(Collected data)
◆ ◆ ◆ ◆ ◆
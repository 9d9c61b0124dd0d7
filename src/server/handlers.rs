//! HTTP handlers dispatching requests to a resource's data source
//!
//! Handlers are generic over the record type and shared by every resource.
//! Each runs a fixed sequence (parse → data source → controller hook →
//! encode) and returns the first error it meets; the response, including
//! status and headers, is only assembled once every step has succeeded.

use crate::core::codec::RecordCodec;
use crate::core::controller::Hooks;
use crate::core::error::{ApiError, ApiResult, HttpError};
use crate::core::record::{Payload, Record};
use crate::core::request::Request;
use crate::core::source::DataSource;
use axum::body::{Body, Bytes, to_bytes};
use axum::extract::{Path, Request as HttpRequest, State};
use axum::http::header::{ALLOW, CONTENT_TYPE, LOCATION};
use axum::http::{HeaderValue, StatusCode};
use axum::response::{IntoResponse, Response};
use serde_json::Value;
use std::sync::Arc;

/// Largest request body accepted by create and update
pub const BODY_LIMIT: usize = 2 * 1024 * 1024;

/// `Allow` header of the collection path
pub const COLLECTION_ALLOW: &str = "GET,POST,OPTIONS";

/// `Allow` header of the single-item path
pub const ITEM_ALLOW: &str = "GET,PUT,DELETE,OPTIONS";

/// Read-only state shared by the handlers of one resource
pub(crate) struct ResourceState<T: Record> {
    pub name: String,
    pub prefix: String,
    pub codec: Arc<RecordCodec<T>>,
    pub source: Arc<dyn DataSource<T>>,
    pub hooks: Hooks<T>,
}

type ResourceRef<T> = State<Arc<ResourceState<T>>>;

/// List all records
///
/// GET /{resource}
pub(crate) async fn handle_index<T: Record>(
    State(resource): ResourceRef<T>,
    http_request: HttpRequest,
) -> Result<Response, ApiError> {
    tracing::debug!(resource = %resource.name, "list");
    let (parts, _) = http_request.into_parts();
    let request = Request::from_uri(&parts.uri)?;

    let mut records = resource.source.find_all(&request).await?;
    resource.hooks.find_all(&parts, &mut records).await?;

    respond_with(&resource.codec, &Payload::Many(records), StatusCode::OK)
}

/// Read one record, or several when `id` is a comma-separated list
///
/// GET /{resource}/{id}
pub(crate) async fn handle_read<T: Record>(
    State(resource): ResourceRef<T>,
    Path(id): Path<String>,
    http_request: HttpRequest,
) -> Result<Response, ApiError> {
    let (parts, _) = http_request.into_parts();
    let ids = split_ids(&id)?;
    tracing::debug!(resource = %resource.name, count = ids.len(), "read");
    let request = Request::from_uri(&parts.uri)?;

    let mut payload = match ids.as_slice() {
        [single] => Payload::One(resource.source.find_one(single, &request).await?),
        _ => Payload::Many(resource.source.find_multiple(&ids, &request).await?),
    };
    resource.hooks.find_one(&parts, &mut payload).await?;

    respond_with(&resource.codec, &payload, StatusCode::OK)
}

/// Create a record from the request body
///
/// POST /{resource}
pub(crate) async fn handle_create<T: Record>(
    State(resource): ResourceRef<T>,
    http_request: HttpRequest,
) -> Result<Response, ApiError> {
    tracing::debug!(resource = %resource.name, "create");
    let (parts, body) = http_request.into_parts();
    let body = read_body(body).await?;
    let request = Request::from_uri(&parts.uri)?.with_body(body.clone());

    let document = parse_document(&body)?;
    let mut record = resource.codec.decode_one(&document, T::default())?;
    resource.hooks.create(&parts, &mut record).await?;

    let id = resource.source.create(record).await?;
    let location = format!("{}{}/{}", resource.prefix, resource.name, id);
    let location = HeaderValue::from_str(&location)
        .map_err(|e| ApiError::internal(format!("invalid Location header '{}': {}", location, e)))?;

    let stored = resource.source.find_one(&id, &request).await?;
    let mut response = respond_with(&resource.codec, &Payload::One(stored), StatusCode::CREATED)?;
    response.headers_mut().insert(LOCATION, location);

    Ok(response)
}

/// Update the fields present in the request body
///
/// PUT /{resource}/{id}
pub(crate) async fn handle_update<T: Record>(
    State(resource): ResourceRef<T>,
    Path(id): Path<String>,
    http_request: HttpRequest,
) -> Result<Response, ApiError> {
    tracing::debug!(resource = %resource.name, id = %id, "update");
    let (parts, body) = http_request.into_parts();
    let body = read_body(body).await?;
    let request = Request::from_uri(&parts.uri)?.with_body(body.clone());

    let existing = resource.source.find_one(&id, &request).await?;
    let document = parse_document(&body)?;
    if let Some(body_id) = resource.codec.document_id(&document)? {
        if body_id != id {
            return Err(HttpError::conflict(format!(
                "id '{}' in the document does not match id '{}' in the path",
                body_id, id
            ))
            .into());
        }
    }
    let mut record = resource.codec.decode_one(&document, existing)?;
    resource.hooks.update(&parts, &mut record).await?;

    resource.source.update(record).await?;

    Ok(StatusCode::NO_CONTENT.into_response())
}

/// Delete a record
///
/// DELETE /{resource}/{id}
pub(crate) async fn handle_delete<T: Record>(
    State(resource): ResourceRef<T>,
    Path(id): Path<String>,
    http_request: HttpRequest,
) -> Result<Response, ApiError> {
    tracing::debug!(resource = %resource.name, id = %id, "delete");
    let (parts, _) = http_request.into_parts();

    resource.hooks.delete(&parts, &id).await?;
    resource.source.delete(&id).await?;

    Ok(StatusCode::NO_CONTENT.into_response())
}

/// OPTIONS /{resource}
pub(crate) async fn collection_options() -> Response {
    (StatusCode::NO_CONTENT, [(ALLOW, COLLECTION_ALLOW)]).into_response()
}

/// OPTIONS /{resource}/{id}
pub(crate) async fn item_options() -> Response {
    (StatusCode::NO_CONTENT, [(ALLOW, ITEM_ALLOW)]).into_response()
}

/// HEAD /{resource}
pub(crate) async fn collection_head() -> Response {
    (StatusCode::METHOD_NOT_ALLOWED, [(ALLOW, COLLECTION_ALLOW)]).into_response()
}

/// HEAD /{resource}/{id}
pub(crate) async fn item_head() -> Response {
    (StatusCode::METHOD_NOT_ALLOWED, [(ALLOW, ITEM_ALLOW)]).into_response()
}

fn split_ids(raw: &str) -> ApiResult<Vec<String>> {
    let ids: Vec<String> = raw.split(',').map(str::to_owned).collect();
    if ids.iter().any(String::is_empty) {
        return Err(HttpError::bad_request(format!("Invalid id list: '{}'", raw)).into());
    }
    Ok(ids)
}

async fn read_body(body: Body) -> ApiResult<Bytes> {
    to_bytes(body, BODY_LIMIT)
        .await
        .map_err(|e| HttpError::bad_request(format!("Failed to read request body: {}", e)).into())
}

fn parse_document(body: &[u8]) -> ApiResult<Value> {
    serde_json::from_slice(body)
        .map_err(|e| HttpError::bad_request(format!("Invalid JSON body: {}", e)).into())
}

fn respond_with<T: Record>(
    codec: &RecordCodec<T>,
    payload: &Payload<T>,
    status: StatusCode,
) -> ApiResult<Response> {
    let body = codec.encode(payload)?;
    Ok((status, [(CONTENT_TYPE, "application/json")], body).into_response())
}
◆ ◆ ◆ ◆ ◆
Problem to work on »
Restate, word for word and with nothing added, the lines from the beginning of the records above through the line that contains "pub source: Arc<dyn".

Response area »
repository 9d9c61b0124dd0d7
filename src/server/handlers.rs
//! HTTP handlers dispatching requests to a resource's data source
//!
//! Handlers are generic over the record type and shared by every resource.
//! Each runs a fixed sequence (parse → data source → controller hook →
//! encode) and returns the first error it meets; the response, including
//! status and headers, is only assembled once every step has succeeded.

use crate::core::codec::RecordCodec;
use crate::core::controller::Hooks;
use crate::core::error::{ApiError, ApiResult, HttpError};
use crate::core::record::{Payload, Record};
use crate::core::request::Request;
use crate::core::source::DataSource;
use axum::body::{Body, Bytes, to_bytes};
use axum::extract::{Path, Request as HttpRequest, State};
use axum::http::header::{ALLOW, CONTENT_TYPE, LOCATION};
use axum::http::{HeaderValue, StatusCode};
use axum::response::{IntoResponse, Response};
use serde_json::Value;
use std::sync::Arc;

/// Largest request body accepted by create and update
pub const BODY_LIMIT: usize = 2 * 1024 * 1024;

/// `Allow` header of the collection path
pub const COLLECTION_ALLOW: &str = "GET,POST,OPTIONS";

/// `Allow` header of the single-item path
pub const ITEM_ALLOW: &str = "GET,PUT,DELETE,OPTIONS";

/// Read-only state shared by the handlers of one resource
pub(crate) struct ResourceState<T: Record> {
    pub name: String,
    pub prefix: String,
    pub codec: Arc<RecordCodec<T>>,
    pub source: Arc<dyn DataSource<T>>,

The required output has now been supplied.